Vague brings this relationship to today: It is a war that most “profoundly affected the course of US business and incubated technological innovations that propel business forward.” The military spawned the digital revolution of the 1980s. The government’s Manhattan Project catapulted the US into the nuclear age, producing bombs, power and medical possibilities. We built the highway system not to sell cars but to move soldiers and equipment cross-country fast and furious.
Building wealth through tech
The newest revolution is in artificial intelligence and big data. Dominating the new directions for business growth and concentration of power are social media, biotech, Fintech, space tech, infotech, Med-tech, nanotech, ed-tech, prop tech, sleep tech and Green Tech.
Small nations like Israel, Singapore, Hong Kong and several of the Gulf States are ferociously penetrating markets with tech innovations and products. But their leaders have learned little from the history of business. Nation-state building thrives on entrepreneurs building legacy companies, a subject Prof. Vague covers extensively.
Israel’s business parks are dominated by office towers housing American, European and Chinese companies. Israelis do not build the infrastructure for a long-lasting growing nation-state. There are no legacy companies. Israeli politicians take pride in their entrepreneurs selling businesses. A major newspaper and several websites give weekly reports on how much money Israeli businesses sell for in a heated M&A environment. There is no mention of the ensuing job losses and dearth of associated infrastructure. Israel’s largest company is cybersecurity Check Point Software Technologies.
America’s business sector undergirds the nation and is the world’s greatest influencer. US tech stocks are more valuable than the entire European stock market. America might have lost its manufacturing edge to Asia and other low-wage countries, but robotics, innovations in mass production and the vagaries of dictatorial rule in those countries are spurring America to sharpen its competitive edge. The American empire is strong despite adventurous setbacks. Its business sector is the integral engine of growth and leadership. Small nations should look to American business, learn its history and apply the lessons to grow their own nations to sustainability.

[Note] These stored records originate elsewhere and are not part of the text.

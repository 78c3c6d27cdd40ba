//! Metric sources
//!
//! The engine does not know how a metric is physically obtained. A [`MetricSource`] is
//! injected when a session starts and answers point-in-time reads for one unit and one
//! metric name.
//!
//! ## Implementations
//!
//! - [`memory::MemorySource`]: values held in memory, with failure injection
//! - [`http::HttpMetricSource`]: polls a per-unit agent endpoint (feature `http`)

#[cfg(feature = "http")]
pub mod http;
pub mod memory;

use std::time::Duration;

use async_trait::async_trait;

use crate::MetricValue;
use crate::error::FetchError;

/// Supplies point-in-time readings for monitored units
///
/// `timeout` is a hint; the monitor enforces it regardless of whether the source does.
#[async_trait]
pub trait MetricSource: Send + Sync {
    async fn fetch(
        &self,
        unit_id: &str,
        metric: &str,
        timeout: Duration,
    ) -> Result<MetricValue, FetchError>;
}

#[cfg(feature = "http")]
pub use http::HttpMetricSource;
pub use memory::{MemorySource, UnitBehavior};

Vague’s history book is 320 pages of facts, stories, cartoons of the period, charts and pictures. The book is laced with over 300 pictures and he tells the stories behind them. He includes lots of stories about failed choices and failed leaders. The empire absorbed them all, shook them off and moved on. Small nations don’t have the luxury. The breadth of his scholarship and sourcing of materials offers lessons of great value to political decision-makers and businesspeople. The stories and brief biographies of characters are amusing but readers should learn from the successes and failures.
The author pays short shrift to the ruthless influences of Papism and antisemitism across the business world and their influences on America’s development of all its institutions. An Illustrated Business History should include more information about the contributions of slavery in building the American economy. The slave trade was a wealth-building business. It stretched from Africa to Europe, North America and South America. Slavery and the institutional posterity of racism and sexism (e.g., Jim Crow Laws, red-lining by banks that created America’s slums) it left behind dominate the news today. The push for diversity, equity, inclusion, social change and anti-sexism is led today by business and industry.
The writer manages an investment company and writes for financial companies about business, social, and political issues. He is a free public speaker for community groups and consults on matters of commerce and industry.